February 24th, 2010

Choice is a good thing

Just a quick note in response to Lukas Kahwe Smith's recent comments about the "problem" of multiple CMSes for Symfony. This note began as a comment of mine on Lukas' blog.

We developed Apostrophe to scratch our own itch: we needed a CMS that our clients could use to add content to their sites in a variety of ways without inadvertently breaking the site design. So our CMS concentrates on the admin's user experience, extending metaphors already present in the page. It's about design even more than it's about software architecture.

We also wanted to make sure it supported Symfony coding practices we were already having good success with. Therefore slots and engines implemented as Symfony modules, not new abstractions, and a clear lineage back to ideas from sfSimpleCMS.

We open sourced Apostrophe because we saw a win-win situation: other developers are in the same boat (their clients are also frustrated with Drupal administration, and they need a good solution today).

More eyes on our code, more bug reports, more suggestions equals a better system for everyone in the Apostrophe community.

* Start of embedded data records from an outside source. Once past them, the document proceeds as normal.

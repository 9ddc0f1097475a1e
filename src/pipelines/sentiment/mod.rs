//! Sentiment analysis of Spanish reviews.
//!
//! Classify text as `POS`, `NEG` or `NEU`, keep the full probability distribution, and
//! derive a 1–5 star rating from it.
//!
//! # Quick Start
//!
//! ```rust,no_run
//! use sentimiento::sentiment::SentimentAnalyzerBuilder;
//!
//! # fn main() -> sentimiento::error::Result<()> {
//! let analyzer = SentimentAnalyzerBuilder::robertuito().build();
//!
//! let result = analyzer.analyze_review_sentiment("El envío tardó muchísimo, no vuelvo a comprar")?;
//! println!(
//!     "{} ({}), positive {:.2}%",
//!     result.sentiment_analysis.label,
//!     result.summary.puntuacion_estrellas,
//!     result.sentiment_analysis.probabilities.positive,
//! );
//! # Ok(())
//! # }
//! ```
//!
//! # Star rating
//!
//! | label | rating |
//! |-------|--------|
//! | `NEU` | 3 |
//! | `POS` | 5 if P(POS) > 0.90, else 4 |
//! | `NEG` | 1 if P(NEG) > 0.90, else 2 |
//! | other | 3 |
//!
//! # Custom models
//!
//! Anything implementing [`SentimentModel`] can stand in for the bundled classifier,
//! which is how the tests drive the analyzer without downloading weights.

// ============ Internal API ============

pub(crate) mod builder;
pub(crate) mod model;
pub(crate) mod pipeline;
pub(crate) mod prediction;
pub(crate) mod preprocess;
pub(crate) mod rating;
pub(crate) mod result;

// ============ Public API ============

pub use builder::SentimentAnalyzerBuilder;
pub use model::SentimentModel;
pub use pipeline::SentimentAnalyzer;
pub use prediction::{Prediction, ProbabilityDistribution, SentimentLabel};
pub use preprocess::{Identity, Preprocessor, TweetPreprocessor};
pub use rating::{map_sentiment_to_stars, StarRating, EXTREME_CONFIDENCE};
pub use result::{AnalysisResult, Percentages, Polarity, ReviewData, SentimentAnalysis, Summary};

pub use crate::models::{RobertuitoOptions, RobertuitoSentimentModel};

Right now this is working for us in a big way, and it's running in production on a number of client sites. Others on the apostrophenow google group are also happy with it (although they have valid criticisms that we are addressing), and they are building client sites that work. There's no business case for us to screech to a stop and start doing something radically different.

Right now we have a team of seven people doing great work with Apostrophe and no interest in stopping that. Evolving it to be better, eventually rewriting it extensively in the Symfony 2.0 timeframe... sure! But unless the marketplace tells us otherwise, we're going to keep doing good business, writing good code and sharing our work with those who like our approach.

Joomla, Wordpress and Drupal are all thought of as CMSes for PHP, but no one is telling them that they must merge. Why? People pick the project that works best for their needs. That's as it should be. Software architecture isn't the only differentiating factor between content management systems.

If you like Diem or Sympal's approach better, heck, go ahead and use 'em. A "there can be only one" approach leads to design by committee, and that is not always a good thing.